§ **ACTION ITEM**: What lines below contain the word "builder"? Please pull each one out.

(Records drawn from a dataset)
[Start of Attachment]

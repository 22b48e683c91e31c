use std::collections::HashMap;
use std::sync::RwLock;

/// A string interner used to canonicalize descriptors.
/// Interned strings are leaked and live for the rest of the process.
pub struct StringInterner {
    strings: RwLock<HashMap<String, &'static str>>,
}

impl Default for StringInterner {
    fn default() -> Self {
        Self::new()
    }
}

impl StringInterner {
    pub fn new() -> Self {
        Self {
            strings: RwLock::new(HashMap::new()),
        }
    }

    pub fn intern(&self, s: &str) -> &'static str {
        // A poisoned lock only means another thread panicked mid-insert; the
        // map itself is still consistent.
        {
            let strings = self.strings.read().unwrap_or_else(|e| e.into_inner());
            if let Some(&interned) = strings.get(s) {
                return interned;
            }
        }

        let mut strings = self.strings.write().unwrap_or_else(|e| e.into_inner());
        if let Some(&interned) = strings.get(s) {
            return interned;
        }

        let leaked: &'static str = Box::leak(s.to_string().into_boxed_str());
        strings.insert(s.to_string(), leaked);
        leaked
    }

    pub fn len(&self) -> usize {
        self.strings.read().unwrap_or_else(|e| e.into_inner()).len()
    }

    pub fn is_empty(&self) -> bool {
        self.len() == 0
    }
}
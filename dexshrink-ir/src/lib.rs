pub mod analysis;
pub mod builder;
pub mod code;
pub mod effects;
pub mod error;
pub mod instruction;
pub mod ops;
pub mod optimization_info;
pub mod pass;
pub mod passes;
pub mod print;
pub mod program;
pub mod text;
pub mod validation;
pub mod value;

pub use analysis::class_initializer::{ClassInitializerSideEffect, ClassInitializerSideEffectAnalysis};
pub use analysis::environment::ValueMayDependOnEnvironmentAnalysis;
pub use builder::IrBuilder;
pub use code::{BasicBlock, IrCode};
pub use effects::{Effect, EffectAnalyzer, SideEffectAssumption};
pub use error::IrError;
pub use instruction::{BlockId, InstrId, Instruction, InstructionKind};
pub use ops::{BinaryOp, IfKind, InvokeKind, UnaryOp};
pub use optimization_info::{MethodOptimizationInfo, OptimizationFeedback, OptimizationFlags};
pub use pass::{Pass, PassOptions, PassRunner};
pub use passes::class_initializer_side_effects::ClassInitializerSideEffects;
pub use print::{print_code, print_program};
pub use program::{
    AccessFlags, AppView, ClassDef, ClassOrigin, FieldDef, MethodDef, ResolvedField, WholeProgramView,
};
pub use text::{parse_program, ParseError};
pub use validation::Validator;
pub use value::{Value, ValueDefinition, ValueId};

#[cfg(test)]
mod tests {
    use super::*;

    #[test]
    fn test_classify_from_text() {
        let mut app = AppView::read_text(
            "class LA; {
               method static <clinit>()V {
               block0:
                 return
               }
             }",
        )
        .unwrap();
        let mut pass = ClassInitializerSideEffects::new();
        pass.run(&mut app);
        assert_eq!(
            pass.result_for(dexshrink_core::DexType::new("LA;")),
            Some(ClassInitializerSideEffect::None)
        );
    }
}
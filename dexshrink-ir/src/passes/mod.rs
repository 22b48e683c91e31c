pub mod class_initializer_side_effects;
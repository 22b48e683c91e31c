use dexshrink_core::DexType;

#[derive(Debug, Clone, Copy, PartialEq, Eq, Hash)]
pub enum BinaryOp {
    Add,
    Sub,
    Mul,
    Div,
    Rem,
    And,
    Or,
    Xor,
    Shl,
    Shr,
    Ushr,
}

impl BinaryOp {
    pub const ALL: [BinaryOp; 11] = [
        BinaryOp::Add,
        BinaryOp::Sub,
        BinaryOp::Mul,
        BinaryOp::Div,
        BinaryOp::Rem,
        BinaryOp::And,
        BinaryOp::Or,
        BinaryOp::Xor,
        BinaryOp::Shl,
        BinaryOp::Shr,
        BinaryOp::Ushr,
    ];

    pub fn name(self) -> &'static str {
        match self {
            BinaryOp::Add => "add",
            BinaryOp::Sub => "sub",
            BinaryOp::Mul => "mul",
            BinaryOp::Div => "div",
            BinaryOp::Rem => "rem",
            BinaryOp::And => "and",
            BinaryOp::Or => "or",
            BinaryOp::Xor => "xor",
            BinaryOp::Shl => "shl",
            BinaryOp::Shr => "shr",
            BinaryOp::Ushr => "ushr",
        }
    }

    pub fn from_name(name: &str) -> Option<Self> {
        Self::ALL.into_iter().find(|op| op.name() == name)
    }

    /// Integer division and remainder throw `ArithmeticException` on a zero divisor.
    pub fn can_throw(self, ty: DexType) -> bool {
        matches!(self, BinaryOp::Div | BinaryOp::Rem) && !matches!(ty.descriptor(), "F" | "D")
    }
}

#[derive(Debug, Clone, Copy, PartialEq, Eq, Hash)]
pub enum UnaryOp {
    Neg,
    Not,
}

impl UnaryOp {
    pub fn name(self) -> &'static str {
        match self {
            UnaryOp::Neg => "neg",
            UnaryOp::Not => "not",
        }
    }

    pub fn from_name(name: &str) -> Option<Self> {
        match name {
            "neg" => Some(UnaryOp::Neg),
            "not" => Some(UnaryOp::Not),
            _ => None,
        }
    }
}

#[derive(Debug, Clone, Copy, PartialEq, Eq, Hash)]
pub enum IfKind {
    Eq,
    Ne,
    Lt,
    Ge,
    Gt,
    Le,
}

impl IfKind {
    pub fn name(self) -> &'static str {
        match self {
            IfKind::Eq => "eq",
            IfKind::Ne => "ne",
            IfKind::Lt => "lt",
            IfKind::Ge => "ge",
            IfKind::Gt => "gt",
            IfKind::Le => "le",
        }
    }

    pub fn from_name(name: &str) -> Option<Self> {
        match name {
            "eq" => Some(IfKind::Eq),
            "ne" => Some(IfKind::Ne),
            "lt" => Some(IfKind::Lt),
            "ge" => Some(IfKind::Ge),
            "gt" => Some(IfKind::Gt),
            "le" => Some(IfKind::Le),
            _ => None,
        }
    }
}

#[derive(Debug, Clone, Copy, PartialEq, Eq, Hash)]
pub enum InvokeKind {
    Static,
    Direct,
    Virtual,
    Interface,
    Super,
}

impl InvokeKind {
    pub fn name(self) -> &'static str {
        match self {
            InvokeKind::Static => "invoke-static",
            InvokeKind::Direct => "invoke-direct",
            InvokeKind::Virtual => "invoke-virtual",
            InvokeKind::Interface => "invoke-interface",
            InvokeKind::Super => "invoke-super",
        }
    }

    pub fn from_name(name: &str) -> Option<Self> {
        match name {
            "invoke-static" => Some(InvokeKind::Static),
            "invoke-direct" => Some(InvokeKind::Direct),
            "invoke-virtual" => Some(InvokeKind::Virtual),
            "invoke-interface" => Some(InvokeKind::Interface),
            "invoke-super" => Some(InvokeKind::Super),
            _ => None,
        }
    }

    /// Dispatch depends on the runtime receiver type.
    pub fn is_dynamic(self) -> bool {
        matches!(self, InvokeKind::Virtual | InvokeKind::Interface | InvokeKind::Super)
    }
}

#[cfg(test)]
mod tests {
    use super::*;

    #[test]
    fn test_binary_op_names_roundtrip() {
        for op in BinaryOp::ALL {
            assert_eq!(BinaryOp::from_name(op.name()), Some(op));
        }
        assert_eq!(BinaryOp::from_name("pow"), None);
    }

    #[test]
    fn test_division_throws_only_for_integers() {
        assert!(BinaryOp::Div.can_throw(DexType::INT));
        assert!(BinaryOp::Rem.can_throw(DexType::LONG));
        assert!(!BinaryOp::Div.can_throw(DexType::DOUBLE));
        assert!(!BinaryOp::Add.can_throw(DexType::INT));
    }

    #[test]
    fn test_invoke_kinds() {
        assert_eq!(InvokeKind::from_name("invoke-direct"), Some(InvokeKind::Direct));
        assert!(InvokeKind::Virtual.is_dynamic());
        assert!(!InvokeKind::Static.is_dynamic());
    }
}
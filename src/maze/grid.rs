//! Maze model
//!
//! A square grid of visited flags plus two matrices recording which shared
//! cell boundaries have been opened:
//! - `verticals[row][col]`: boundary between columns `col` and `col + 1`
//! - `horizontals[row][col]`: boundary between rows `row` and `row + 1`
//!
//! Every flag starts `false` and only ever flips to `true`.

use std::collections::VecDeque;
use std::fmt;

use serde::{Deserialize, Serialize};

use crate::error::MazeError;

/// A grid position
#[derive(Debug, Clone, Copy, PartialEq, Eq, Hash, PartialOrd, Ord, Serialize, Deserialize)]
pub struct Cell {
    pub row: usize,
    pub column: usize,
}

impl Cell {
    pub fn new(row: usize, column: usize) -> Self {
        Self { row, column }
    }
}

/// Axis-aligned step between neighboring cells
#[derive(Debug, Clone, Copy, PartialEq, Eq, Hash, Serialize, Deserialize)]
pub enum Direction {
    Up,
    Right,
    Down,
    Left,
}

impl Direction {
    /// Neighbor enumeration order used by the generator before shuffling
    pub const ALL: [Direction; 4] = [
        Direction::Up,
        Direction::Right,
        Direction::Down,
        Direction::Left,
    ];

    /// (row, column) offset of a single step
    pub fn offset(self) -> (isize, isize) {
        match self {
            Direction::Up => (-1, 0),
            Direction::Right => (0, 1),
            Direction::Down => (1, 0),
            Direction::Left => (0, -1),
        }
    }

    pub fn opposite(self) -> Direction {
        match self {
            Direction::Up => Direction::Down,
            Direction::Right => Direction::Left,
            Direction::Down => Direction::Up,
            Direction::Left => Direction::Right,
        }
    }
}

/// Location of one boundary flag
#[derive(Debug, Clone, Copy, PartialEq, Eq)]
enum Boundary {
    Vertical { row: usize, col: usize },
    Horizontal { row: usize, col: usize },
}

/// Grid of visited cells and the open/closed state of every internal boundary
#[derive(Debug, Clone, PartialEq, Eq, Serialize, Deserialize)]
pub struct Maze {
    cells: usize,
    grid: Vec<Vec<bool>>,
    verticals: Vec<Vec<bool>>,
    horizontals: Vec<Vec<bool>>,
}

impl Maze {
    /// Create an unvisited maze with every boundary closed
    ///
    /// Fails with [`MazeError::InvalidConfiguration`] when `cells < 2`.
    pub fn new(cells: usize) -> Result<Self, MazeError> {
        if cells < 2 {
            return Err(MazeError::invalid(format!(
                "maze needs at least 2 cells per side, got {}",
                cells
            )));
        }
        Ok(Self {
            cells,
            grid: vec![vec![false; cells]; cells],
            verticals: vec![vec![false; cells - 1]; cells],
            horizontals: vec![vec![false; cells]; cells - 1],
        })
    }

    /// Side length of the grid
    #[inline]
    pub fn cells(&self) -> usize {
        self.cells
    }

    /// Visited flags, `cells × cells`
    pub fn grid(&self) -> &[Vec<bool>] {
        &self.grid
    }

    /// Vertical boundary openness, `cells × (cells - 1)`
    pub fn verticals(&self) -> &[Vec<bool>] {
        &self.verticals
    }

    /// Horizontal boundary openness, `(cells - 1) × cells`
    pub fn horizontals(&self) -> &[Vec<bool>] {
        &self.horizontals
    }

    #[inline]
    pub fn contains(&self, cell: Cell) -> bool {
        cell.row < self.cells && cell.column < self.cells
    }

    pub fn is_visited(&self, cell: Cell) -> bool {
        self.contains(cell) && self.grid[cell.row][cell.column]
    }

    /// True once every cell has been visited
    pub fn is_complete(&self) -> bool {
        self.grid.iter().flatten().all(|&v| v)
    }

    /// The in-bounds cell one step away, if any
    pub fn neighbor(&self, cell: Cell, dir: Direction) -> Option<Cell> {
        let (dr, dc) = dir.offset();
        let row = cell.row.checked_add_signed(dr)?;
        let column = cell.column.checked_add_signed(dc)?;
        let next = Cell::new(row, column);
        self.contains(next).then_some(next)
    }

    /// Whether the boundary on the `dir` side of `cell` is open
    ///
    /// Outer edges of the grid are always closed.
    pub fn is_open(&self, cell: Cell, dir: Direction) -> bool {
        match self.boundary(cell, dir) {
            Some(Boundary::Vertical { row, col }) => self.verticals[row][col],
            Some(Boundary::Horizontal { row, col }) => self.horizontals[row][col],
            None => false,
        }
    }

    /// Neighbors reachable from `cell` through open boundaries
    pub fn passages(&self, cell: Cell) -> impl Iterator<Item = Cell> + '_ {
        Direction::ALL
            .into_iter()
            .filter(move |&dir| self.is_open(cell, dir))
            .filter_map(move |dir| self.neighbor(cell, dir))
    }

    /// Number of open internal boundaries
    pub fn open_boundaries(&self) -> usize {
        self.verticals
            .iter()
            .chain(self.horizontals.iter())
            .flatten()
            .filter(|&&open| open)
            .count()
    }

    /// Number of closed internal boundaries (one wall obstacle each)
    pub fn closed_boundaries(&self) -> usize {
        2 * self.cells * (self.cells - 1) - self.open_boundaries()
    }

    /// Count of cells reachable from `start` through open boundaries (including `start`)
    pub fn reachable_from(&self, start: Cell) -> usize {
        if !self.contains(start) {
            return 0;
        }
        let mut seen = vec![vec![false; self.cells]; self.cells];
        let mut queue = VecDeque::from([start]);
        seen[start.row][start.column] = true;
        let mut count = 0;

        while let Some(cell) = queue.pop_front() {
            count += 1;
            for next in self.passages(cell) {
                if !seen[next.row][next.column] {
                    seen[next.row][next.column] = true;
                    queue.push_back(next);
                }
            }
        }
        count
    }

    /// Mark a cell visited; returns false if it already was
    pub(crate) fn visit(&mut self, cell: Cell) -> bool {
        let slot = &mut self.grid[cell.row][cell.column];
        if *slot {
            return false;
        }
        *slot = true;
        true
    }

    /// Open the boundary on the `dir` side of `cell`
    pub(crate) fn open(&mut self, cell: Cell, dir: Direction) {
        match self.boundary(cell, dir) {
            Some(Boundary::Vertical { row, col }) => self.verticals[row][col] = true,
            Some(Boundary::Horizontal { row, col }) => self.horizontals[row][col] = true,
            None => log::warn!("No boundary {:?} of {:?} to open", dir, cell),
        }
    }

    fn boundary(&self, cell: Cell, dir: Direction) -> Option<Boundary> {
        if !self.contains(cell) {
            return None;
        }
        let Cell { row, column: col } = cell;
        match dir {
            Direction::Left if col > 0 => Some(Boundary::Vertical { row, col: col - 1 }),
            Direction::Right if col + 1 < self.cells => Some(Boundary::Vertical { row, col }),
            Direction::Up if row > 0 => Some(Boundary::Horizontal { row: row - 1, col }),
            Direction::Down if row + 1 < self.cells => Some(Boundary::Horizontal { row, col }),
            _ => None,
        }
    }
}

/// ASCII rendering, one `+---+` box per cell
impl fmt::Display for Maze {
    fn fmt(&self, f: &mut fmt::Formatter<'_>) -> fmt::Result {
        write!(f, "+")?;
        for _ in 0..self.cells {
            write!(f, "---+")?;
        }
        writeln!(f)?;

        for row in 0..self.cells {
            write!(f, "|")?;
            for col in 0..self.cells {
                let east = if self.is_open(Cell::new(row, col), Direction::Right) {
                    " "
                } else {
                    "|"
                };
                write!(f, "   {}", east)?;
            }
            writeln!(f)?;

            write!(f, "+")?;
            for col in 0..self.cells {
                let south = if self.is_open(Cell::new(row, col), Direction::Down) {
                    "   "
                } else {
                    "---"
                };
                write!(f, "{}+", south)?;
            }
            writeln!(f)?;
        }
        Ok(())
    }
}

[End of Attachment]

§ **SOLUTION TO THE PROBLEM**:
pub mod builder;
pub use builder::IrBuilder;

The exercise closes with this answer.